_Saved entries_
***

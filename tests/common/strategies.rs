use proptest::prelude::*;

/// Strategy for distinct lowercase environment names
pub fn environment_names_strategy() -> impl Strategy<Value = Vec<String>> {
    prop::collection::btree_set("[a-z]{2,8}", 1..4).prop_map(|names| names.into_iter().collect())
}

/// Strategy for distinct region names; the first one is the primary
pub fn region_names_strategy() -> impl Strategy<Value = Vec<String>> {
    prop::collection::btree_set("[a-z]{2}-[a-z]{4}-[1-9]", 1..5)
        .prop_map(|names| names.into_iter().collect())
}

/// Strategy for a sequence of (endpoint index, passed) probe results
pub fn probe_sequence_strategy(endpoints: usize) -> impl Strategy<Value = Vec<(usize, bool)>> {
    prop::collection::vec((0..endpoints, any::<bool>()), 0..40)
}
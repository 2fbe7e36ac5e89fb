//! # Hosted Zone Registrar
//!
//! One authoritative zone per environment, created only from the primary
//! region and referenced everywhere else. Zone creation is idempotent.
//!
//! A zone owns the failover record sets. Every record set holds exactly one
//! `PRIMARY` record and any number of `SECONDARY` records, all sharing one
//! name. Writes that change nothing leave the zone version untouched, which
//! is how callers observe "no DNS mutation".

use chrono::{DateTime, Utc};
use dashmap::mapref::entry::Entry;
use dashmap::DashMap;
use parking_lot::RwLock;
use serde::{Deserialize, Serialize};
use std::collections::BTreeMap;
use std::sync::atomic::{AtomicU64, Ordering};
use std::sync::Arc;
use tracing::{debug, info};
use uuid::Uuid;

use crate::config::PlatformConfig;
use crate::constants::ids;
use crate::error::{Result, RolloutError};
use crate::models::EndpointRole;

#[derive(Debug, Clone, PartialEq, Eq, Hash, Serialize, Deserialize)]
pub struct DnsRecord {
    pub set_identifier: String,
    pub role: EndpointRole,
    pub target_domain: String,
    pub health_check_id: String,
}

/// Failover routing policy for one domain name
#[derive(Debug, Clone, PartialEq, Eq, Serialize, Deserialize)]
pub struct DnsRecordSet {
    pub name: String,
    pub records: Vec<DnsRecord>,
    /// Region the name currently resolves to
    pub active_region: Option<String>,
}

impl DnsRecordSet {
    pub fn primary(&self) -> Option<&DnsRecord> {
        self.records
            .iter()
            .find(|record| record.role == EndpointRole::Primary)
    }

    pub fn validate(&self) -> Result<()> {
        let primaries = self
            .records
            .iter()
            .filter(|record| record.role == EndpointRole::Primary)
            .count();
        if primaries != 1 {
            return Err(RolloutError::RecordSetInvariant {
                name: self.name.clone(),
                reason: format!("expected exactly one PRIMARY record, found {primaries}"),
            });
        }

        if let Some(active) = &self.active_region {
            if !self.records.iter().any(|record| &record.set_identifier == active) {
                return Err(RolloutError::RecordSetInvariant {
                    name: self.name.clone(),
                    reason: format!("active region '{active}' has no record"),
                });
            }
        }
        Ok(())
    }
}

#[derive(Debug)]
pub struct HostedZone {
    id: String,
    name: String,
    environment: String,
    created_in_region: String,
    created_at: DateTime<Utc>,
    record_sets: RwLock<BTreeMap<String, DnsRecordSet>>,
    version: AtomicU64,
}

impl HostedZone {
    fn new(environment: &str, region: &str, zone_domain: &str) -> Self {
        Self {
            id: format!("zone-{}", &Uuid::new_v4().simple().to_string()[..12]),
            name: ids::zone_name(environment, zone_domain),
            environment: environment.to_string(),
            created_in_region: region.to_string(),
            created_at: Utc::now(),
            record_sets: RwLock::new(BTreeMap::new()),
            version: AtomicU64::new(0),
        }
    }

    pub fn id(&self) -> &str {
        &self.id
    }

    pub fn name(&self) -> &str {
        &self.name
    }

    pub fn environment(&self) -> &str {
        &self.environment
    }

    pub fn created_in_region(&self) -> &str {
        &self.created_in_region
    }

    pub fn created_at(&self) -> DateTime<Utc> {
        self.created_at
    }

    /// True when `name` is the zone apex or a name below it
    pub fn owns_name(&self, name: &str) -> bool {
        name == self.name
            || name
                .strip_suffix(self.name.as_str())
                .is_some_and(|label| label.len() > 1 && label.ends_with('.'))
    }

    /// Number of record mutations applied so far
    pub fn version(&self) -> u64 {
        self.version.load(Ordering::Acquire)
    }

    pub fn record_set(&self, name: &str) -> Option<DnsRecordSet> {
        self.record_sets.read().get(name).cloned()
    }

    pub fn record_set_names(&self) -> Vec<String> {
        self.record_sets.read().keys().cloned().collect()
    }

    /// Create or replace a record set; returns whether anything changed
    pub fn upsert_record_set(&self, record_set: DnsRecordSet) -> Result<bool> {
        record_set.validate()?;
        if !self.owns_name(&record_set.name) {
            return Err(RolloutError::RecordSetInvariant {
                name: record_set.name,
                reason: format!("name is outside hosted zone '{}'", self.name),
            });
        }

        let mut sets = self.record_sets.write();
        if sets.get(&record_set.name) == Some(&record_set) {
            return Ok(false);
        }

        debug!(zone = %self.name, record = %record_set.name, "Upserting record set");
        sets.insert(record_set.name.clone(), record_set);
        self.version.fetch_add(1, Ordering::AcqRel);
        Ok(true)
    }

    /// Point a record set at one of its regions; returns whether anything changed
    pub fn set_active_region(&self, name: &str, region: &str) -> Result<bool> {
        let mut sets = self.record_sets.write();
        let record_set = sets.get_mut(name).ok_or_else(|| RolloutError::RecordSetInvariant {
            name: name.to_string(),
            reason: "record set does not exist".to_string(),
        })?;

        if !record_set
            .records
            .iter()
            .any(|record| record.set_identifier == region)
        {
            return Err(RolloutError::UnknownEndpoint(format!("{name}/{region}")));
        }
        if record_set.active_region.as_deref() == Some(region) {
            return Ok(false);
        }

        record_set.active_region = Some(region.to_string());
        self.version.fetch_add(1, Ordering::AcqRel);
        Ok(true)
    }
}

/// Zones keyed by environment
#[derive(Debug)]
pub struct HostedZoneRegistrar {
    primary_region: String,
    zone_domain: String,
    zones: DashMap<String, Arc<HostedZone>>,
}

impl HostedZoneRegistrar {
    pub fn new(primary_region: impl Into<String>, zone_domain: impl Into<String>) -> Self {
        Self {
            primary_region: primary_region.into(),
            zone_domain: zone_domain.into(),
            zones: DashMap::new(),
        }
    }

    /// Registrar for the configured primary region and zone domain
    pub fn from_config(config: &PlatformConfig) -> Result<Self> {
        let primary = config.primary_region()?;
        Ok(Self::new(primary.name.clone(), config.failover.zone_domain.clone()))
    }

    pub fn primary_region(&self) -> &str {
        &self.primary_region
    }

    pub fn zone_domain(&self) -> &str {
        &self.zone_domain
    }

    /// Zone for `environment` as seen from `region`.
    ///
    /// The primary region creates the zone on first call and returns the same
    /// zone afterwards. Other regions only reference an existing zone.
    pub fn ensure_zone(&self, environment: &str, region: &str) -> Result<Arc<HostedZone>> {
        if region != self.primary_region {
            return self.zone_for(environment);
        }

        let zone = match self.zones.entry(environment.to_string()) {
            Entry::Occupied(existing) => Arc::clone(existing.get()),
            Entry::Vacant(vacant) => {
                let zone = Arc::new(HostedZone::new(environment, region, &self.zone_domain));
                info!(
                    zone_id = %zone.id(),
                    zone = %zone.name(),
                    environment = %environment,
                    region = %region,
                    "🌐 Hosted zone created"
                );
                vacant.insert(Arc::clone(&zone));
                zone
            }
        };
        Ok(zone)
    }

    pub fn zone_for(&self, environment: &str) -> Result<Arc<HostedZone>> {
        self.zones
            .get(environment)
            .map(|zone| Arc::clone(zone.value()))
            .ok_or_else(|| RolloutError::ZoneNotFound(environment.to_string()))
    }

    pub fn environments(&self) -> Vec<String> {
        let mut environments: Vec<String> = self.zones.iter().map(|e| e.key().clone()).collect();
        environments.sort();
        environments
    }
}
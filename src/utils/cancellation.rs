//! Cooperative cancellation shared between an owner and the tasks it spawned.

use std::sync::atomic::{AtomicBool, Ordering};
use std::sync::Arc;
use tokio::sync::Notify;

#[derive(Debug, Default)]
struct CancellationState {
    cancelled: AtomicBool,
    notify: Notify,
}

/// Cloneable flag that parked tasks can await
#[derive(Debug, Clone, Default)]
pub struct CancellationSignal {
    state: Arc<CancellationState>,
}

impl CancellationSignal {
    pub fn new() -> Self {
        Self::default()
    }

    /// Cancel and wake every waiter. Repeated calls are no-ops.
    pub fn cancel(&self) {
        if !self.state.cancelled.swap(true, Ordering::AcqRel) {
            self.state.notify.notify_waiters();
        }
    }

    pub fn is_cancelled(&self) -> bool {
        self.state.cancelled.load(Ordering::Acquire)
    }

    /// Resolves once [`cancel`](Self::cancel) has been called
    pub async fn cancelled(&self) {
        loop {
            // Register before checking the flag so a concurrent cancel is not missed
            let notified = self.state.notify.notified();
            if self.is_cancelled() {
                return;
            }
            notified.await;
        }
    }
}
//! # Resource Group Providers
//!
//! The uniform "apply resource group" seam. Provisioning semantics live behind
//! [`ResourceGroupProvider`]; the orchestrator only needs converge/describe.
//!
//! ## Architecture
//!
//! ```text
//! Provider Registry
//! ├── ResourceGroupProvider   (apply / describe contract)
//! └── ProviderRegistry        (group id -> provider, optional fallback)
//! ```
//!
//! ## Usage
//!
//! ```rust
//! use platform_rollout::registry::{ProviderRegistry, ResourceGroupProvider};
//! use std::sync::Arc;
//!
//! # fn example(storage: Arc<dyn ResourceGroupProvider>) {
//! let registry = ProviderRegistry::new();
//! registry.register("storage", storage);
//! assert!(registry.contains("storage"));
//! # }
//! ```

pub mod provider;
pub mod provider_registry;

pub use provider::{ApplyError, ApplyRequest, GroupOutputs, GroupState, ResourceGroupProvider};
pub use provider_registry::{ProviderRegistry, RegistryStats};
use async_trait::async_trait;
use serde::{Deserialize, Serialize};
use std::collections::BTreeMap;
use thiserror::Error;

use crate::models::{DeploymentTarget, ResourceGroup};

/// Named values a resource group publishes once applied
pub type GroupOutputs = BTreeMap<String, String>;

/// Failure to converge a resource group
#[derive(Debug, Clone, PartialEq, Eq, Error)]
#[error("{message}")]
pub struct ApplyError {
    pub message: String,
}

impl ApplyError {
    pub fn new(message: impl Into<String>) -> Self {
        Self {
            message: message.into(),
        }
    }
}

/// Observed state of a resource group for one target
#[derive(Debug, Clone, PartialEq, Eq, Serialize, Deserialize)]
#[serde(tag = "state", content = "detail", rename_all = "snake_case")]
pub enum GroupState {
    /// Nothing exists yet
    Absent,
    /// Real infrastructure matches the description; outputs are current
    Converged(GroupOutputs),
    /// Exists but does not match
    Drifted(String),
    /// Provider could not tell
    Unknown,
}

impl GroupState {
    pub fn is_converged(&self) -> bool {
        matches!(self, Self::Converged(_))
    }
}

/// Everything a provider needs to converge one group for one target
#[derive(Debug, Clone, PartialEq, Eq)]
pub struct ApplyRequest {
    pub group: ResourceGroup,
    pub target: DeploymentTarget,
    /// Source revision the rollout was triggered with
    pub revision: String,
    /// Declared inputs resolved from earlier waves' outputs
    pub inputs: BTreeMap<String, String>,
}

/// Converges one named resource group for one target.
///
/// Implementations must be idempotent: applying an already converged group is
/// a no-op, and both calls are safe to retry after an [`ApplyError`].
#[async_trait]
pub trait ResourceGroupProvider: Send + Sync {
    async fn apply(&self, request: &ApplyRequest) -> Result<GroupOutputs, ApplyError>;

    async fn describe(&self, group: &ResourceGroup, target: &DeploymentTarget) -> GroupState;

    /// Provider name for logging
    fn provider_name(&self) -> &str {
        "resource_group_provider"
    }
}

***

_Task to carry out_
The answer must be every line from the entries above that holds the string "filename".

_Response to the exercise_
filename tests/common/strategies.rs
filename src/utils/cancellation.rs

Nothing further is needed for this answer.